EXERCISE DETAILS:
Nothing but the lines below between the line holding "overlay, if any." and the line holding "in arrival order.", inclusive, should appear in the answer, each set down exactly.

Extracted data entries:
────────

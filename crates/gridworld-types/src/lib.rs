//! Shared type definitions for the Gridworld simulation.
//!
//! This crate holds the plain value types that flow between the spatial
//! map, the simulation core, and the HTTP boundary. Nothing here owns
//! runtime state; the core wraps these types in its own records.
//!
//! # Modules
//!
//! - [`ids`] -- Actor identifiers
//! - [`enums`] -- Actor kinds, movement directions, status codes
//! - [`structs`] -- Coordinates, vitals, viewports, command status, summaries

pub mod enums;
pub mod ids;
pub mod structs;

// Re-export all public types at crate root for convenience.
pub use enums::{ActorKind, Direction, StatusCode};
pub use ids::ActorId;
pub use structs::{ActorSummary, CommandStatus, Coord, Viewport, Vitals};
//! Movement validation and occupancy transfer.
//!
//! A move is legal when, in this order, the target cell exists, it is not
//! closed, and the actor has energy left. A legal move costs one energy,
//! reopens the cell the actor leaves, and closes the one it enters.
//! Illegal moves change nothing.

use gridworld_types::{ActorId, Coord, Direction};
use tracing::debug;

use crate::world::World;

/// Energy spent per successful step.
const STEP_COST: u32 = 1;

/// Why a move did or did not happen.
#[derive(Debug, Clone, Copy, PartialEq, Eq)]
pub enum MoveOutcome {
    /// The actor moved.
    Moved {
        /// Cell left behind.
        from: Coord,
        /// Cell now occupied.
        to: Coord,
    },
    /// No cell exists at the target.
    OffMap,
    /// The target is a wall or occupied (including the actor's own cell
    /// for an unrecognized key).
    Blocked,
    /// The actor has no energy.
    Exhausted,
    /// No such actor.
    UnknownActor,
}

/// The coordinate one step from `position`, or `position` itself when no
/// direction was recognized.
pub const fn apply_move(position: Coord, direction: Option<Direction>) -> Coord {
    match direction {
        Some(direction) => position.step(direction),
        None => position,
    }
}

/// Validate and perform a move for `actor`.
pub fn try_move(world: &mut World, actor: &ActorId, direction: Option<Direction>) -> MoveOutcome {
    let Some(record) = world.actor(actor) else {
        return MoveOutcome::UnknownActor;
    };
    let from = record.position;
    let energy = record.vitals.energy;
    let to = apply_move(from, direction);

    let Some(cell) = world.map().get(to) else {
        return MoveOutcome::OffMap;
    };
    if cell.closed {
        return MoveOutcome::Blocked;
    }
    if energy == 0 {
        return MoveOutcome::Exhausted;
    }

    let map = world.map_mut();
    map.vacate(from, actor);
    if !map.occupy(to, actor) {
        // Cannot happen after the checks above; put the actor back.
        map.occupy(from, actor);
        return MoveOutcome::Blocked;
    }
    if let Some(record) = world.actor_mut(actor) {
        record.position = to;
        record.vitals.try_spend(STEP_COST);
    }
    debug!(actor = %actor, from = %from, to = %to, "actor moved");
    MoveOutcome::Moved { from, to }
}

#[cfg(test)]
#[allow(clippy::unwrap_used)]
mod tests {
    use super::*;
    use crate::config::GridworldConfig;
    use crate::world::tests::{admit_player, test_world};

    #[test]
    fn apply_move_uses_unit_deltas() {
        let at = Coord::new(5, 5);
        assert_eq!(apply_move(at, Some(Direction::Up)), Coord::new(5, 4));
        assert_eq!(apply_move(at, Some(Direction::Left)), Coord::new(4, 5));
        assert_eq!(apply_move(at, Some(Direction::Down)), Coord::new(5, 6));
        assert_eq!(apply_move(at, Some(Direction::Right)), Coord::new(6, 5));
        assert_eq!(apply_move(at, None), at);
    }

    #[test]
    fn wall_blocks_and_floor_admits() {
        let mut world = test_world(GridworldConfig::default());
        let id = admit_player(&mut world, "alice", Coord::new(2, 3));

        assert_eq!(
            try_move(&mut world, &id, Some(Direction::Left)),
            MoveOutcome::Blocked
        );
        let actor = world.actor(&id).unwrap();
        assert_eq!(actor.position, Coord::new(2, 3));
        assert_eq!(actor.vitals.energy, 15);

        assert_eq!(
            try_move(&mut world, &id, Some(Direction::Right)),
            MoveOutcome::Moved {
                from: Coord::new(2, 3),
                to: Coord::new(3, 3),
            }
        );
        let actor = world.actor(&id).unwrap();
        assert_eq!(actor.position, Coord::new(3, 3));
        assert_eq!(actor.vitals.energy, 14);
        assert!(world.map().is_enterable(Coord::new(2, 3)));
        assert!(world.occupancy_consistent());
    }

    #[test]
    fn unrecognized_key_is_blocked_by_own_cell() {
        let mut world = test_world(GridworldConfig::default());
        let id = admit_player(&mut world, "alice", Coord::new(2, 3));
        assert_eq!(try_move(&mut world, &id, None), MoveOutcome::Blocked);
        assert_eq!(world.actor(&id).unwrap().vitals.energy, 15);
    }

    #[test]
    fn occupied_cell_blocks() {
        let mut world = test_world(GridworldConfig::default());
        let alice = admit_player(&mut world, "alice", Coord::new(2, 3));
        admit_player(&mut world, "bob", Coord::new(3, 3));
        assert_eq!(
            try_move(&mut world, &alice, Some(Direction::Right)),
            MoveOutcome::Blocked
        );
        assert!(world.occupancy_consistent());
    }

    #[test]
    fn exhausted_actor_cannot_move() {
        let mut config = GridworldConfig::default();
        config.vitals.starting_energy = 1;
        let mut world = test_world(config);
        let id = admit_player(&mut world, "alice", Coord::new(2, 3));
        assert!(matches!(
            try_move(&mut world, &id, Some(Direction::Right)),
            MoveOutcome::Moved { .. }
        ));
        assert_eq!(
            try_move(&mut world, &id, Some(Direction::Right)),
            MoveOutcome::Exhausted
        );
        assert_eq!(world.actor(&id).unwrap().position, Coord::new(3, 3));
    }

    #[test]
    fn missing_cell_is_off_map() {
        let map = gridworld_world::parse_map("   \n   ").unwrap();
        let mut world = World::new(map, std::sync::Arc::new(GridworldConfig::default()));
        let id = admit_player(&mut world, "alice", Coord::new(1, 1));
        assert_eq!(
            try_move(&mut world, &id, Some(Direction::Up)),
            MoveOutcome::OffMap
        );
        assert_eq!(
            try_move(&mut world, &id, Some(Direction::Left)),
            MoveOutcome::OffMap
        );
        assert_eq!(world.actor(&id).unwrap().vitals.energy, 15);
        assert_eq!(
            try_move(&mut world, &ActorId::new("ghost"), Some(Direction::Up)),
            MoveOutcome::UnknownActor
        );
    }
}
//! Vital regeneration steps run by each actor's lifecycle tasks.

use gridworld_types::ActorId;

use crate::cancel::CancelSignal;
use crate::world::World;

/// Which vital a regeneration task restores.
#[derive(Debug, Clone, Copy, PartialEq, Eq)]
pub enum Vital {
    /// Health, +1 per period up to the ceiling.
    Health,
    /// Energy, +1 per period up to the ceiling.
    Energy,
}

/// Restore one point of `vital` for the actor registered under `cancel`.
///
/// Returns `None` once the actor is gone (the task should stop), otherwise
/// the value after regeneration.
pub fn regenerate(
    world: &mut World,
    id: &ActorId,
    cancel: &CancelSignal,
    vital: Vital,
) -> Option<u32> {
    if !world.is_current(id, cancel) {
        return None;
    }
    let vitals = &mut world.actor_mut(id)?.vitals;
    match vital {
        Vital::Health => {
            vitals.regen_health();
            Some(vitals.health)
        }
        Vital::Energy => {
            vitals.regen_energy();
            Some(vitals.energy)
        }
    }
}
//! The authoritative world state.
//!
//! [`World`] owns the spatial map, the actor registry, and the pending
//! command queue. It is always accessed through one
//! `Arc<tokio::sync::Mutex<World>>`; every method here assumes the caller
//! holds that lock and keeps the occupancy invariant intact before
//! returning: a cell names an occupant exactly when that actor's position
//! is the cell.

use std::collections::BTreeMap;
use std::sync::Arc;

use chrono::{DateTime, Utc};
use gridworld_types::{ActorId, ActorKind, ActorSummary, Coord, Viewport, Vitals};
use gridworld_world::{Overlay, ProfilePanel, SpatialMap};
use rand::rngs::SmallRng;
use rand::{Rng, SeedableRng};
use tokio::time::Instant;
use tracing::info;

use crate::cancel::CancelSignal;
use crate::command::Command;
use crate::config::GridworldConfig;

/// Glyphs handed out to players at creation.
pub const PLAYER_GLYPHS: [char; 22] = [
    '◊', 'ᐉ', 'ᛤ', '៙', '⁖', '⁘', '⁙', '⊙', '⍾', '⎔', '⎊', '⎈', '◈', '☆', '☃', '☢', '☣', '♀',
    '♂', '⚉', '♜', '⛄',
];

/// One actor's record in the registry.
#[derive(Debug, Clone)]
pub struct Actor {
    /// Identifier.
    pub id: ActorId,
    /// Player or NPC.
    pub kind: ActorKind,
    /// Glyph drawn at the actor's cell.
    pub glyph: char,
    /// Current cell.
    pub position: Coord,
    /// Health and energy.
    pub vitals: Vitals,
    /// Times killed.
    pub deaths: u32,
    /// Kills scored.
    pub kills: u32,
    /// The actor's viewport; rendering centres on it.
    pub viewport: Viewport,
    /// Active screen overlay, if any.
    pub overlay: Option<Overlay>,
    /// Bumped on every overlay install or clear so refresh tasks can tell
    /// when their overlay was superseded.
    pub overlay_epoch: u64,
    /// When the actor last issued a command.
    pub last_command_at: Instant,
    /// Wall-clock join time.
    pub joined_at: DateTime<Utc>,
    /// Raised once when the actor is destroyed.
    pub cancel: CancelSignal,
}

impl Actor {
    /// Fields shown on the profile overlay.
    pub fn profile_panel(&self) -> ProfilePanel<'_> {
        ProfilePanel {
            id: self.id.as_str(),
            glyph: self.glyph,
            health: self.vitals.health,
            max_health: self.vitals.max_health,
            energy: self.vitals.energy,
            max_energy: self.vitals.max_energy,
            deaths: self.deaths,
            kills: self.kills,
        }
    }

    /// Replace the overlay and bump the epoch.
    pub fn set_overlay(&mut self, overlay: Option<Overlay>) {
        self.overlay = overlay;
        self.overlay_epoch = self.overlay_epoch.wrapping_add(1);
    }

    /// Read-only projection.
    pub fn summary(&self) -> ActorSummary {
        ActorSummary {
            id: self.id.clone(),
            kind: self.kind,
            glyph: self.glyph,
            position: self.position,
            vitals: self.vitals,
            deaths: self.deaths,
            kills: self.kills,
            viewport: self.viewport,
            joined_at: self.joined_at,
        }
    }
}

/// Result of asking the world to admit a new actor.
#[derive(Debug, Clone, Copy, PartialEq, Eq)]
pub enum Admission {
    /// The actor was placed at the given cell.
    Created(Coord),
    /// An actor with this identifier already exists.
    AlreadyPresent,
    /// The player limit has been reached.
    AtCapacity,
    /// No enterable cell is left.
    NoRoom,
    /// The identifier is blank.
    InvalidId,
}

impl Admission {
    /// Return `true` only when a new actor was created.
    pub const fn is_accepted(self) -> bool {
        matches!(self, Self::Created(_))
    }
}

/// The shared simulation state.
#[derive(Debug)]
pub struct World {
    /// Occupancy grid.
    map: SpatialMap,
    /// Actor registry.
    actors: BTreeMap<ActorId, Actor>,
    /// Commands waiting for the next tick, in arrival order.
    pending: Vec<Command>,
    /// Seeded randomness for glyphs, placement, and NPC streams.
    rng: SmallRng,
    /// Simulation parameters.
    config: Arc<GridworldConfig>,
}

impl World {
    /// Build a world over `map`.
    pub fn new(map: SpatialMap, config: Arc<GridworldConfig>) -> Self {
        Self {
            map,
            actors: BTreeMap::new(),
            pending: Vec::new(),
            rng: SmallRng::seed_from_u64(config.world.seed),
            config,
        }
    }

    /// Simulation parameters.
    pub fn config(&self) -> &GridworldConfig {
        &self.config
    }

    /// The spatial map.
    pub const fn map(&self) -> &SpatialMap {
        &self.map
    }

    /// Mutable access to the spatial map.
    pub const fn map_mut(&mut self) -> &mut SpatialMap {
        &mut self.map
    }

    // -----------------------------------------------------------------------
    // Registry
    // -----------------------------------------------------------------------

    /// Look up an actor.
    pub fn actor(&self, id: &ActorId) -> Option<&Actor> {
        self.actors.get(id)
    }

    /// Look up an actor for mutation.
    pub fn actor_mut(&mut self, id: &ActorId) -> Option<&mut Actor> {
        self.actors.get_mut(id)
    }

    /// All actors in identifier order.
    pub fn actors(&self) -> impl Iterator<Item = &Actor> {
        self.actors.values()
    }

    /// Number of actors of any kind.
    pub fn actor_count(&self) -> usize {
        self.actors.len()
    }

    /// Number of player-controlled actors.
    pub fn player_count(&self) -> usize {
        self.actors.values().filter(|a| a.kind.is_player()).count()
    }

    /// Return `true` if `actor` is registered under the given signal.
    ///
    /// Lifecycle tasks use this to make sure the actor they were started
    /// for has not been replaced by a new actor with the same identifier.
    pub fn is_current(&self, id: &ActorId, cancel: &CancelSignal) -> bool {
        !cancel.is_cancelled()
            && self
                .actors
                .get(id)
                .is_some_and(|a| a.cancel.same_signal(cancel))
    }

    /// Admit a new actor near `spawn`.
    ///
    /// Players need a free slot under the configured capacity. The actor is
    /// placed on `spawn` if it is enterable, otherwise on the nearest
    /// enterable cell. New players start with the help overlay installed.
    pub fn admit(
        &mut self,
        id: &ActorId,
        kind: ActorKind,
        viewport: Viewport,
        spawn: Coord,
        now: Instant,
    ) -> Admission {
        if id.is_blank() {
            return Admission::InvalidId;
        }
        if self.actors.contains_key(id) {
            return Admission::AlreadyPresent;
        }
        if kind.is_player() && self.player_count() >= self.config.world.capacity {
            return Admission::AtCapacity;
        }
        let Some(position) = self.map.nearest_vacant(spawn) else {
            return Admission::NoRoom;
        };
        if !self.map.occupy(position, id) {
            return Admission::NoRoom;
        }

        let glyph = match kind {
            ActorKind::Player => self.pick_player_glyph(),
            ActorKind::Npc => self.config.world.npc_glyph,
        };
        let vitals = &self.config.vitals;
        let overlay = kind.is_player().then(Overlay::help);
        let actor = Actor {
            id: id.clone(),
            kind,
            glyph,
            position,
            vitals: Vitals::new(vitals.max_health, vitals.max_energy, vitals.starting_energy),
            deaths: 0,
            kills: 0,
            viewport,
            overlay,
            overlay_epoch: 0,
            last_command_at: now,
            joined_at: Utc::now(),
            cancel: CancelSignal::new(),
        };
        info!(actor = %id, kind = ?kind, position = %position, "actor created");
        self.actors.insert(id.clone(), actor);
        Admission::Created(position)
    }

    /// Destroy an actor: raise its signal, clear its cell, drop the record.
    ///
    /// Returns the removed record, or `None` if there was nothing to remove.
    pub fn remove_actor(&mut self, id: &ActorId) -> Option<Actor> {
        let actor = self.actors.remove(id)?;
        actor.cancel.cancel();
        self.map.vacate(actor.position, id);
        Some(actor)
    }

    /// Raise every actor's signal. Records stay in place.
    pub fn cancel_all(&self) {
        for actor in self.actors.values() {
            actor.cancel.cancel();
        }
    }

    /// Projections of every actor.
    pub fn summaries(&self) -> Vec<ActorSummary> {
        self.actors.values().map(Actor::summary).collect()
    }

    // -----------------------------------------------------------------------
    // Placement
    // -----------------------------------------------------------------------

    /// Where a dead actor reappears: the spawn cell if free, otherwise the
    /// nearest free cell to it.
    pub fn respawn_point(&self) -> Option<Coord> {
        self.map.nearest_vacant(self.config.world.spawn)
    }

    /// A uniformly chosen enterable cell.
    pub fn random_vacant(&mut self) -> Option<Coord> {
        let vacant = self.map.vacant_cells();
        if vacant.is_empty() {
            return None;
        }
        let idx = self.rng.random_range(0..vacant.len());
        vacant.get(idx).copied()
    }

    /// A fresh generator seeded from the world's stream, for tasks that need
    /// their own randomness.
    pub fn fork_rng(&mut self) -> SmallRng {
        SmallRng::seed_from_u64(self.rng.random())
    }

    fn pick_player_glyph(&mut self) -> char {
        let idx = self.rng.random_range(0..PLAYER_GLYPHS.len());
        PLAYER_GLYPHS.get(idx).copied().unwrap_or('@')
    }

    // -----------------------------------------------------------------------
    // Command queue
    // -----------------------------------------------------------------------

    /// Append a command to the pending queue.
    pub fn enqueue(&mut self, command: Command) {
        self.pending.push(command);
    }

    /// Take every pending command, leaving the queue empty.
    pub fn drain_pending(&mut self) -> Vec<Command> {
        std::mem::take(&mut self.pending)
    }

    // -----------------------------------------------------------------------
    // Invariants
    // -----------------------------------------------------------------------

    /// Check that occupied cells and actor positions are in bijection.
    pub fn occupancy_consistent(&self) -> bool {
        let actors_placed = self
            .actors
            .values()
            .all(|a| self.map.occupant_at(a.position) == Some(&a.id));
        let cells_owned = self
            .map
            .occupied()
            .all(|(at, id)| self.actor(id).is_some_and(|a| a.position == at));
        actors_placed && cells_owned
    }
}
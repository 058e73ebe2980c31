//! Viewport rendering with visibility culling.
//!
//! Output is `height` newline-terminated rows of `width` glyphs. Screen
//! position `(x, y)`, both 1-based, maps to world coordinate
//! `(x + pos.x - vw/2, y + pos.y - vh/2)` where `pos` is the viewer's
//! position and `vw`/`vh` its own stored viewport, so the viewer sits at
//! the centre of the window it asked for at creation or last resize.
//!
//! Each glyph is chosen by the first rule that applies:
//!
//! 1. the viewer's overlay, where it has a glyph;
//! 2. fog, where the map has no cell;
//! 3. fog, outside the visibility radius around the viewer;
//! 4. the occupant's glyph;
//! 5. the terrain glyph.

use gridworld_types::{ActorId, Coord, Viewport};
use gridworld_world::Overlay;

use crate::config::RenderConfig;
use crate::world::World;

/// Render `size` glyphs of the world around `viewer`.
///
/// An unknown viewer is treated as an observer standing on the spawn cell
/// with no overlay, using `size` as its viewport. Rendering never mutates
/// the world.
pub fn render_view(world: &World, viewer: &ActorId, size: Viewport) -> String {
    let (centre, anchor, overlay) = world.actor(viewer).map_or_else(
        || (world.config().world.spawn, size, None),
        |actor| (actor.position, actor.viewport, actor.overlay.as_ref()),
    );
    let (half_w, half_h) = anchor.half();
    let origin_x = centre.x.saturating_sub(half_w);
    let origin_y = centre.y.saturating_sub(half_h);
    let settings = &world.config().render;

    let row_len = usize::from(size.width).saturating_add(1);
    let mut out = String::with_capacity(row_len.saturating_mul(usize::from(size.height)));
    for y in 1..=i32::from(size.height) {
        for x in 1..=i32::from(size.width) {
            let at = Coord::new(x.saturating_add(origin_x), y.saturating_add(origin_y));
            out.push(glyph_at(world, overlay, settings, (x, y), at, centre));
        }
        out.push('\n');
    }
    out
}

fn glyph_at(
    world: &World,
    overlay: Option<&Overlay>,
    settings: &RenderConfig,
    (screen_x, screen_y): (i32, i32),
    at: Coord,
    centre: Coord,
) -> char {
    if let Some(glyph) = overlay.and_then(|o| o.glyph_at(screen_x, screen_y)) {
        return glyph;
    }
    let Some(cell) = world.map().get(at) else {
        return settings.fog_glyph;
    };
    if at.x.abs_diff(centre.x) > settings.visibility_x
        || at.y.abs_diff(centre.y) > settings.visibility_y
    {
        return settings.fog_glyph;
    }
    match &cell.occupant {
        Some(id) => world.actor(id).map_or(cell.glyph, |a| a.glyph),
        None => cell.glyph,
    }
}

#[cfg(test)]
#[allow(clippy::unwrap_used)]
mod tests {
    use std::sync::Arc;

    use gridworld_world::parse_map;
    use tokio::time::Instant;

    use super::*;
    use crate::config::GridworldConfig;
    use crate::tick::apply_command;
    use crate::world::tests::{admit_player, test_world};

    fn rows(frame: &str) -> Vec<Vec<char>> {
        frame.lines().map(|l| l.chars().collect()).collect()
    }

    #[test]
    fn frame_has_requested_shape() {
        let world = test_world(GridworldConfig::default());
        let frame = render_view(&world, &ActorId::new("nobody"), Viewport::new(7, 4));
        assert!(frame.ends_with('\n'));
        let rows = rows(&frame);
        assert_eq!(rows.len(), 4);
        assert!(rows.iter().all(|r| r.len() == 7));
    }

    #[test]
    fn viewer_sits_at_the_centre() {
        let mut world = test_world(GridworldConfig::default());
        let id = admit_player(&mut world, "alice", Coord::new(3, 3));
        apply_command(&mut world, &id, ">clear", Instant::now());
        apply_command(&mut world, &id, ">resize 5 5", Instant::now());
        let glyph = world.actor(&id).unwrap().glyph;

        let frame = render_view(&world, &id, Viewport::new(5, 5));
        let rows = rows(&frame);
        // Origin is (3 - 2, 3 - 2), so the viewer at (3,3) lands on screen (2,2).
        assert_eq!(rows.get(1).and_then(|r| r.get(1)), Some(&glyph));
        // Screen (1,1) is world (2,2): floor.
        assert_eq!(rows.first().and_then(|r| r.first()), Some(&' '));
        // Screen (5,5) is world (6,6): outside the 6x5 map.
        assert_eq!(rows.get(4).and_then(|r| r.get(4)), Some(&'·'));
    }

    #[test]
    fn overlay_wins_over_world() {
        let mut world = test_world(GridworldConfig::default());
        let id = admit_player(&mut world, "alice", Coord::new(2, 3));
        let frame = render_view(&world, &id, Viewport::new(20, 10));
        let rows = rows(&frame);
        // Help card: blank first row, frame corner at (1,2).
        assert_eq!(rows.get(1).and_then(|r| r.first()), Some(&'┌'));

        apply_command(&mut world, &id, ">clear", Instant::now());
        let frame = render_view(&world, &id, Viewport::new(20, 10));
        assert!(!frame.contains('┌'));
    }

    #[test]
    fn cells_beyond_visibility_are_fogged() {
        let mut config = GridworldConfig::default();
        config.render.visibility_x = 1;
        config.render.visibility_y = 1;
        let line = " ".repeat(9);
        let text = [line.as_str(); 9].join("\n");
        let mut world = World::new(parse_map(&text).unwrap(), Arc::new(config));
        let id = admit_player(&mut world, "alice", Coord::new(5, 5));
        apply_command(&mut world, &id, ">clear", Instant::now());
        apply_command(&mut world, &id, ">resize 9 9", Instant::now());

        let frame = render_view(&world, &id, Viewport::new(9, 9));
        let rows = rows(&frame);
        // Screen (x, y) is world (x + 1, y + 1); only the 3x3 block around
        // (5,5) is visible.
        assert_eq!(rows.get(2).and_then(|r| r.get(2)), Some(&' '));
        assert_eq!(rows.get(3).and_then(|r| r.get(1)), Some(&'·'));
        assert_eq!(rows.get(5).and_then(|r| r.get(3)), Some(&'·'));
    }

    #[test]
    fn rendering_does_not_mutate() {
        let mut world = test_world(GridworldConfig::default());
        let id = admit_player(&mut world, "alice", Coord::new(2, 3));
        let before = world.summaries();
        let first = render_view(&world, &id, Viewport::new(12, 6));
        let second = render_view(&world, &id, Viewport::new(12, 6));
        assert_eq!(first, second);
        assert_eq!(before, world.summaries());
    }

    #[test]
    fn zero_height_is_empty() {
        let world = test_world(GridworldConfig::default());
        let id = ActorId::new("x");
        assert!(render_view(&world, &id, Viewport::new(10, 0)).is_empty());
        assert_eq!(render_view(&world, &id, Viewport::new(0, 2)), "\n\n");
    }
}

────────

TASK SOLUTION:
    /// Active screen overlay, if any.
    pub overlay: Option<Overlay>,
    /// Bumped on every overlay install or clear so refresh tasks can tell
    /// when their overlay was superseded.
    pub overlay_epoch: u64,
    /// When the actor last issued a command.
    pub last_command_at: Instant,
    /// Wall-clock join time.
    pub joined_at: DateTime<Utc>,
    /// Raised once when the actor is destroyed.
    pub cancel: CancelSignal,
}

impl Actor {
    /// Fields shown on the profile overlay.
    pub fn profile_panel(&self) -> ProfilePanel<'_> {
        ProfilePanel {
            id: self.id.as_str(),
            glyph: self.glyph,
            health: self.vitals.health,
            max_health: self.vitals.max_health,
            energy: self.vitals.energy,
            max_energy: self.vitals.max_energy,
            deaths: self.deaths,
            kills: self.kills,
        }
    }

    /// Replace the overlay and bump the epoch.
    pub fn set_overlay(&mut self, overlay: Option<Overlay>) {
        self.overlay = overlay;
        self.overlay_epoch = self.overlay_epoch.wrapping_add(1);
    }

    /// Read-only projection.
    pub fn summary(&self) -> ActorSummary {
        ActorSummary {
            id: self.id.clone(),
            kind: self.kind,
            glyph: self.glyph,
            position: self.position,
            vitals: self.vitals,
            deaths: self.deaths,
            kills: self.kills,
            viewport: self.viewport,
            joined_at: self.joined_at,
        }
    }
}

/// Result of asking the world to admit a new actor.
#[derive(Debug, Clone, Copy, PartialEq, Eq)]
pub enum Admission {
    /// The actor was placed at the given cell.
    Created(Coord),
    /// An actor with this identifier already exists.
    AlreadyPresent,
    /// The player limit has been reached.
    AtCapacity,
    /// No enterable cell is left.
    NoRoom,
    /// The identifier is blank.
    InvalidId,
}

impl Admission {
    /// Return `true` only when a new actor was created.
    pub const fn is_accepted(self) -> bool {
        matches!(self, Self::Created(_))
    }
}

/// The shared simulation state.
#[derive(Debug)]
pub struct World {
    /// Occupancy grid.
    map: SpatialMap,
    /// Actor registry.
    actors: BTreeMap<ActorId, Actor>,
    /// Commands waiting for the next tick, in arrival order.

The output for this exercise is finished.